Leveraging the digital process chain

While at heart a manufacturing process, AM is in many ways more of a technology platform. Due to its digital nature, it is compatible with a wide range of other technologies from the Industry 4.0 context, including data-driven design, artificial intelligence, and digital supply chains. This unique capability is mainly enabled by the digital thread that spans the AM process chain. Throughout the entire product life cycle, data can be captured to improve the performance, efficiency, and cost of an AM application. The case study by Trinckle and Aqtor! is an example that showcases how a digital process chain can be leveraged to build highly advanced AM applications. Conjointly, the firms developed an automated design platform for 3D-printed orthoses. The design platform covers a wide range of automation levels such as simple parameter manipulation and more sophisticated features such as automatic fitting of AM orthoses to 3D scans of patients. The platform has been in use since 2019. The most mature example is a knee brace that has been produced more than 350 times already. In the near future, the platform could be extended by integrating smart, connected sensors into the AM orthoses, enabling the acquisition of data while the products are in use. This would create novel opportunities for customer interaction, for instance, in the form of adapted training plans. From a business perspective, the implementation of the design platform led to a reduction in labor as recurring design work could be automated. Depending on the product, this reduction ranges from 40% to 60%. Overall, this project illustrates how the digital process chain of AM creates significant benefits through the automation of individual process steps. From a business perspective, this opens up a wide range of new opportunities concerning how products can be sold and how OEMs interact with their customers.

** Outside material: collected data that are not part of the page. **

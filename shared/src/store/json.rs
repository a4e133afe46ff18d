use async_trait::async_trait;
use log::{debug, error, info};
use serde::de::DeserializeOwned;
use serde::Serialize;
use std::io::ErrorKind;
use std::path::{Path, PathBuf};
use tokio::fs;
use tokio::io::AsyncWriteExt;
use tokio::sync::Mutex;

use crate::error::{Result, StoreError};
use crate::models::{Booking, Car};

const CARS_FILE: &str = "cars.json";
const BOOKINGS_FILE: &str = "bookings.json";
const EMPTY_COLLECTION: &[u8] = b"[]";

// JsonFileStore

/// Flat-file store keeping each collection as a JSON array under one directory.
///
/// Every mutation rewrites the whole collection, which is fine for a small
/// fleet but does not scale with booking volume.
pub struct JsonFileStore {
    data_path: PathBuf,
    cars_file: PathBuf,
    bookings_file: PathBuf,
    // Serializes read-modify-write cycles on bookings.json within this process
    write_lock: Mutex<()>,
}

impl JsonFileStore {
    /// Opens the store at `data_path`, creating the directory and empty
    /// collections if they are missing. Existing files are left untouched.
    pub async fn new(data_path: impl Into<PathBuf>) -> Result<Self> {
        let data_path = data_path.into();
        let store = Self {
            cars_file: data_path.join(CARS_FILE),
            bookings_file: data_path.join(BOOKINGS_FILE),
            data_path,
            write_lock: Mutex::new(()),
        };
        store.setup_files().await?;
        Ok(store)
    }

    pub fn data_path(&self) -> &Path {
        &self.data_path
    }

    pub fn cars_file(&self) -> &Path {
        &self.cars_file
    }

    pub fn bookings_file(&self) -> &Path {
        &self.bookings_file
    }

    async fn setup_files(&self) -> Result<()> {
        fs::create_dir_all(&self.data_path)
            .await
            .map_err(|e| StoreError::io(&self.data_path, e))?;

        for file in [&self.cars_file, &self.bookings_file] {
            create_if_missing(file).await?;
        }

        debug!("Data directory ready at {}", self.data_path.display());
        Ok(())
    }

    async fn load_cars(&self) -> Result<Vec<Car>> {
        let cars: Vec<Car> = read_collection(&self.cars_file).await?;
        cars.iter().try_for_each(Car::validate)?;
        Ok(cars)
    }

    async fn load_bookings(&self) -> Result<Vec<Booking>> {
        let bookings: Vec<Booking> = read_collection(&self.bookings_file).await?;
        bookings.iter().try_for_each(Booking::validate)?;
        Ok(bookings)
    }

    async fn try_append_booking(&self, booking: &Booking) -> Result<()> {
        booking.validate()?;

        let _guard = self.write_lock.lock().await;

        let mut bookings = self.load_bookings().await?;
        bookings.push(booking.clone());
        write_collection(&self.bookings_file, &bookings).await
    }
}

#[async_trait]
impl super::RentalStore for JsonFileStore {
    async fn list_cars(&self) -> Vec<Car> {
        match self.load_cars().await {
            Ok(cars) => cars,
            Err(err) => {
                error!("Could not load cars: {}", err);
                Vec::new()
            }
        }
    }

    async fn list_bookings(&self) -> Vec<Booking> {
        match self.load_bookings().await {
            Ok(bookings) => bookings,
            Err(err) => {
                error!("Could not load bookings: {}", err);
                Vec::new()
            }
        }
    }

    async fn append_booking(&self, booking: &Booking) -> bool {
        match self.try_append_booking(booking).await {
            Ok(()) => {
                info!("Created booking {} for car {}", booking.id, booking.car_id);
                true
            }
            Err(err) => {
                error!("Could not create booking {}: {}", booking.id, err);
                false
            }
        }
    }
}

async fn create_if_missing(path: &Path) -> Result<()> {
    let opened = fs::OpenOptions::new()
        .write(true)
        .create_new(true)
        .open(path)
        .await;

    match opened {
        Ok(mut file) => {
            file.write_all(EMPTY_COLLECTION)
                .await
                .map_err(|e| StoreError::io(path, e))?;
            file.flush().await.map_err(|e| StoreError::io(path, e))?;
            info!("Created empty collection {}", path.display());
            Ok(())
        }
        Err(err) if err.kind() == ErrorKind::AlreadyExists => Ok(()),
        Err(err) => Err(StoreError::io(path, err)),
    }
}

async fn read_collection<T: DeserializeOwned>(path: &Path) -> Result<Vec<T>> {
    let bytes = fs::read(path).await.map_err(|e| StoreError::io(path, e))?;
    Ok(serde_json::from_slice(&bytes)?)
}

/// Writes to a sibling temp file and renames it over `path`, so readers see
/// either the old collection or the new one.
async fn write_collection<T: Serialize>(path: &Path, records: &[T]) -> Result<()> {
    let bytes = serde_json::to_vec_pretty(records)?;
    let tmp_path = path.with_extension("json.tmp");

    fs::write(&tmp_path, &bytes)
        .await
        .map_err(|e| StoreError::io(&tmp_path, e))?;

    if let Err(err) = fs::rename(&tmp_path, path).await {
        let _ = fs::remove_file(&tmp_path).await;
        return Err(StoreError::io(path, err));
    }

    debug!("Wrote {} records to {}", records.len(), path.display());
    Ok(())
}

#[cfg(test)]
mod tests {
    use super::*;
    use crate::store::RentalStore;
    use crate::test_utils::fixtures::{sample_booking, sample_car};
    use chrono::NaiveDate;
    use tempfile::TempDir;

    fn day(y: i32, m: u32, d: u32) -> NaiveDate {
        NaiveDate::from_ymd_opt(y, m, d).unwrap()
    }

    #[tokio::test]
    async fn creates_missing_directory_and_empty_collections() {
        let temp_dir = TempDir::new().unwrap();
        let data_path = temp_dir.path().join("nested").join("data");

        let store = JsonFileStore::new(&data_path).await.unwrap();

        assert!(store.cars_file().exists());
        assert!(store.bookings_file().exists());
        assert_eq!(std::fs::read(store.cars_file()).unwrap(), b"[]");
        assert!(store.list_cars().await.is_empty());
        assert!(store.list_bookings().await.is_empty());
    }

    #[tokio::test]
    async fn setup_does_not_overwrite_existing_data() {
        let temp_dir = TempDir::new().unwrap();
        let cars = vec![sample_car("car_001", 450.0, true)];
        std::fs::write(
            temp_dir.path().join(CARS_FILE),
            serde_json::to_vec(&cars).unwrap(),
        )
        .unwrap();

        let store = JsonFileStore::new(temp_dir.path()).await.unwrap();

        assert_eq!(store.list_cars().await, cars);
    }

    #[tokio::test]
    async fn unparsable_collection_reads_as_empty() {
        let temp_dir = TempDir::new().unwrap();
        let store = JsonFileStore::new(temp_dir.path()).await.unwrap();
        std::fs::write(store.cars_file(), b"{ not json").unwrap();
        std::fs::write(store.bookings_file(), b"[{\"id\": 1}]").unwrap();

        assert!(store.list_cars().await.is_empty());
        assert!(store.list_bookings().await.is_empty());
    }

    #[tokio::test]
    async fn invalid_record_empties_the_whole_collection() {
        let temp_dir = TempDir::new().unwrap();
        let store = JsonFileStore::new(temp_dir.path()).await.unwrap();
        let mut vintage = sample_car("car_002", 120.0, true);
        vintage.year = 1850;
        let cars = vec![sample_car("car_001", 450.0, true), vintage];
        std::fs::write(store.cars_file(), serde_json::to_vec(&cars).unwrap()).unwrap();

        assert!(store.list_cars().await.is_empty());
    }

    #[tokio::test]
    async fn missing_file_reads_as_empty() {
        let temp_dir = TempDir::new().unwrap();
        let store = JsonFileStore::new(temp_dir.path()).await.unwrap();
        std::fs::remove_file(store.bookings_file()).unwrap();

        assert!(store.list_bookings().await.is_empty());
    }

    #[tokio::test]
    async fn appended_booking_round_trips() {
        let temp_dir = TempDir::new().unwrap();
        let store = JsonFileStore::new(temp_dir.path()).await.unwrap();
        let first = sample_booking("BOOKING-1", "car_001", day(2025, 12, 1), day(2025, 12, 4));
        let second = sample_booking("BOOKING-2", "car_002", day(2025, 12, 5), day(2025, 12, 6));

        assert!(store.append_booking(&first).await);
        assert!(store.append_booking(&second).await);

        let bookings = store.list_bookings().await;
        assert_eq!(bookings, vec![first, second]);
        assert!(!temp_dir.path().join("bookings.json.tmp").exists());
    }

    #[tokio::test]
    async fn reads_are_idempotent() {
        let temp_dir = TempDir::new().unwrap();
        let store = JsonFileStore::new(temp_dir.path()).await.unwrap();
        let cars = vec![
            sample_car("car_001", 450.0, true),
            sample_car("car_002", 380.0, false),
        ];
        std::fs::write(store.cars_file(), serde_json::to_vec(&cars).unwrap()).unwrap();
        let booking = sample_booking("BOOKING-1", "car_001", day(2025, 12, 1), day(2025, 12, 4));
        assert!(store.append_booking(&booking).await);

        assert_eq!(store.list_cars().await, store.list_cars().await);
        assert_eq!(store.list_bookings().await, store.list_bookings().await);
    }

    #[tokio::test]
    async fn append_fails_softly_when_collection_is_corrupt() {
        let temp_dir = TempDir::new().unwrap();
        let store = JsonFileStore::new(temp_dir.path()).await.unwrap();
        std::fs::write(store.bookings_file(), b"garbage").unwrap();
        let booking = sample_booking("BOOKING-1", "car_001", day(2025, 12, 1), day(2025, 12, 4));

        assert!(!store.append_booking(&booking).await);
        // The corrupt file is left as it was
        assert_eq!(std::fs::read(store.bookings_file()).unwrap(), b"garbage");
    }

    #[tokio::test]
    async fn bookings_are_written_with_camel_case_fields() {
        let temp_dir = TempDir::new().unwrap();
        let store = JsonFileStore::new(temp_dir.path()).await.unwrap();
        let booking = sample_booking("BOOKING-1", "car_001", day(2025, 12, 1), day(2025, 12, 4));
        assert!(store.append_booking(&booking).await);

        let raw: serde_json::Value =
            serde_json::from_slice(&std::fs::read(store.bookings_file()).unwrap()).unwrap();
        let record = &raw[0];
        assert_eq!(record["carId"], "car_001");
        assert_eq!(record["startDate"], "2025-12-01T00:00:00");
        assert_eq!(record["endDate"], "2025-12-04T00:00:00");
        assert_eq!(record["status"], "confirmed");
        assert!(record.get("totalPrice").is_some());
        assert!(record.get("createdAt").is_some());
    }

    #[tokio::test]
    async fn reads_snake_case_records_and_tolerates_other_statuses() {
        let temp_dir = TempDir::new().unwrap();
        let store = JsonFileStore::new(temp_dir.path()).await.unwrap();
        let raw = serde_json::json!([{
            "id": "BOOKING-legacy",
            "car_id": "car_001",
            "customer_name": "Ton Vila",
            "customer_email": "ton@vila.com",
            "start_date": "2025-12-01T00:00:00",
            "end_date": "2025-12-03T00:00:00",
            "status": "cancelled",
            "total_price": 900.0
        }]);
        std::fs::write(store.bookings_file(), serde_json::to_vec(&raw).unwrap()).unwrap();

        let bookings = store.list_bookings().await;
        assert_eq!(bookings.len(), 1);
        assert_eq!(bookings[0].car_id, "car_001");
        assert_eq!(bookings[0].status, "cancelled");
        assert!(!bookings[0].is_confirmed());
    }

    #[tokio::test]
    async fn append_rejects_invalid_record_and_keeps_file() {
        let temp_dir = TempDir::new().unwrap();
        let store = JsonFileStore::new(temp_dir.path()).await.unwrap();
        let kept = sample_booking("BOOKING-1", "car_001", day(2025, 12, 1), day(2025, 12, 4));
        assert!(store.append_booking(&kept).await);
        let before = std::fs::read(store.bookings_file()).unwrap();

        let mut nameless = sample_booking("BOOKING-2", "car_001", day(2025, 12, 10), day(2025, 12, 12));
        nameless.customer_name = String::new();

        assert!(!store.append_booking(&nameless).await);
        assert_eq!(std::fs::read(store.bookings_file()).unwrap(), before);
        assert_eq!(store.list_bookings().await, vec![kept]);
    }

    #[tokio::test]
    async fn reads_files_with_space_separated_timestamps() {
        let temp_dir = TempDir::new().unwrap();
        let store = JsonFileStore::new(temp_dir.path()).await.unwrap();
        let cars = serde_json::json!([{
            "id": "car_001",
            "brand": "Porsche",
            "model": "GT3",
            "year": 2023,
            "daily_price": 450.0,
            "available": true,
            "plate": "ABC123",
            "color": "White",
            "kilometers": 1000,
            "created_at": "2024-01-15T10:30:00"
        }]);
        let bookings = serde_json::json!([{
            "id": "BOOKING-a1b2",
            "car_id": "car_001",
            "customer_name": "Ton Vila",
            "customer_email": "ton@vila.com",
            "start_date": "2025-12-01 00:00:00",
            "end_date": "2025-12-03 00:00:00",
            "status": "confirmed",
            "total_price": 900.0,
            "created_at": "2025-10-16 14:22:05.123456"
        }]);
        std::fs::write(store.cars_file(), serde_json::to_vec(&cars).unwrap()).unwrap();
        std::fs::write(store.bookings_file(), serde_json::to_vec(&bookings).unwrap()).unwrap();

        assert_eq!(store.list_cars().await.len(), 1);
        let loaded = store.list_bookings().await;
        assert_eq!(loaded.len(), 1);
        assert_eq!(loaded[0].start_day(), day(2025, 12, 1));

        // Appending keeps the legacy record and rewrites it in the current format
        let next = sample_booking("BOOKING-2", "car_001", day(2025, 12, 10), day(2025, 12, 12));
        assert!(store.append_booking(&next).await);
        assert_eq!(store.list_bookings().await.len(), 2);
    }
}
use axum::{
    extract::Request,
    middleware,
    routing::{get, post},
    Router,
};
use log::{info, warn};
use std::sync::Arc;
use tower_http::cors::{Any, CorsLayer};

use crate::config::Config;
use crate::handlers::{
    booking_handlers::create_booking, car_handlers::get_available_cars, data_path, root, AppState,
};
use rental_shared::error::StoreError;
use rental_shared::store::{json::JsonFileStore, RentalStore};

/// Creates a router backed by the JSON file store under `config.data_path`
pub async fn create_router(config: &Config) -> Result<Router, StoreError> {
    info!("Creating router with JSON file store at '{}'", config.data_path);

    let store = Arc::new(JsonFileStore::new(&config.data_path).await?);
    let state = AppState::new(store, config.data_path.clone());

    Ok(create_router_with_state(state, &config.api_prefix))
}

/// Creates a router over the given state, nesting the API under `prefix`
/// unless it is empty
pub fn create_router_with_state<S>(state: AppState<S>, prefix: &str) -> Router
where
    S: RentalStore + 'static,
{
    info!("Setting up API routes with prefix: '{}'", prefix);

    // Configure CORS
    let cors = CorsLayer::new()
        .allow_origin(Any)
        .allow_methods(Any)
        .allow_headers(Any);

    // Logging middleware to trace all requests
    async fn logging_middleware(
        req: Request,
        next: axum::middleware::Next,
    ) -> impl axum::response::IntoResponse {
        info!(
            "Router received request: method={}, uri={}",
            req.method(),
            req.uri()
        );
        next.run(req).await
    }

    let api_routes = Router::new()
        .route("/", get(root))
        .route("/data-path", get(data_path::<S>))
        .route("/cars/available", get(get_available_cars::<S>))
        .route("/bookings", post(create_booking::<S>))
        .with_state(state);

    let router = if prefix.is_empty() {
        api_routes
    } else {
        Router::new().nest(prefix, api_routes)
    };

    router
        .layer(cors)
        .layer(middleware::from_fn(logging_middleware))
        .fallback(|req: Request| async move {
            warn!("No route matched for: {} {}", req.method(), req.uri());
            (
                axum::http::StatusCode::NOT_FOUND,
                "The requested resource was not found".to_string(),
            )
        })
}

3D-printed stethoscope for telemedicine

The American start-up Nexa3D has partnered with the functional polymers leader Henkel to produce the world’s first additively manufactured connected SKOP stethoscope for the French Medtech start-up WeMed. Born during the COVID-19 health crisis, WeMed saw an opportunity to quickly respond to the accelerating demand for new diagnostic medical devices that support teleconsulting and remote monitoring. The stethoscope takes inspiration from nature, using a biomimetic design based on the human ear to maximize performance. This ensures excellent listening quality to doctors working in emergency situations and for isolated patients. The device has already been tested and is currently being marketed with annual production volumes expected to exceed 100,000 pieces.

Efficient drug screening with 3D bioprinting

Taking a drug to market is a competitive and costly process involving preclinical laboratory and animal testing before the even more expensive human clinical trials. However, animal testing often fails to recapitulate the complexity of human metabolism. In recent years scientists have recognized the importance of working with human cells in 3D environments afforded by bioprinting to produce more physiologically relevant models. Combining the automation of cell culturing in 3D bioprinting with carefully tailored biomaterials, known as bioinks, has made it possible to grow, feed and maintain human organ models. Bioprinting’s more relevant human organ models can save the drug industry time and money by more efficiently identifying viable compounds in the initial stages of drug development.

3D printed customized bandages

Scientists at the Berlin Institute of Health at Charité (BIH), together with colleagues from the company Cellbricks, have developed a 3D printer that can produce a biological wound closure: Using a mix of gelatin and skin cells, the device prints a custom-fit plaster that can be used to close large-area wounds. This could be a valuable alternative to skin transplants, and not just for burn victims on earth – astronauts could also be treated individually far away from any clinic. The researchers will soon test whether the printer works in weightlessness on a parabolic flight.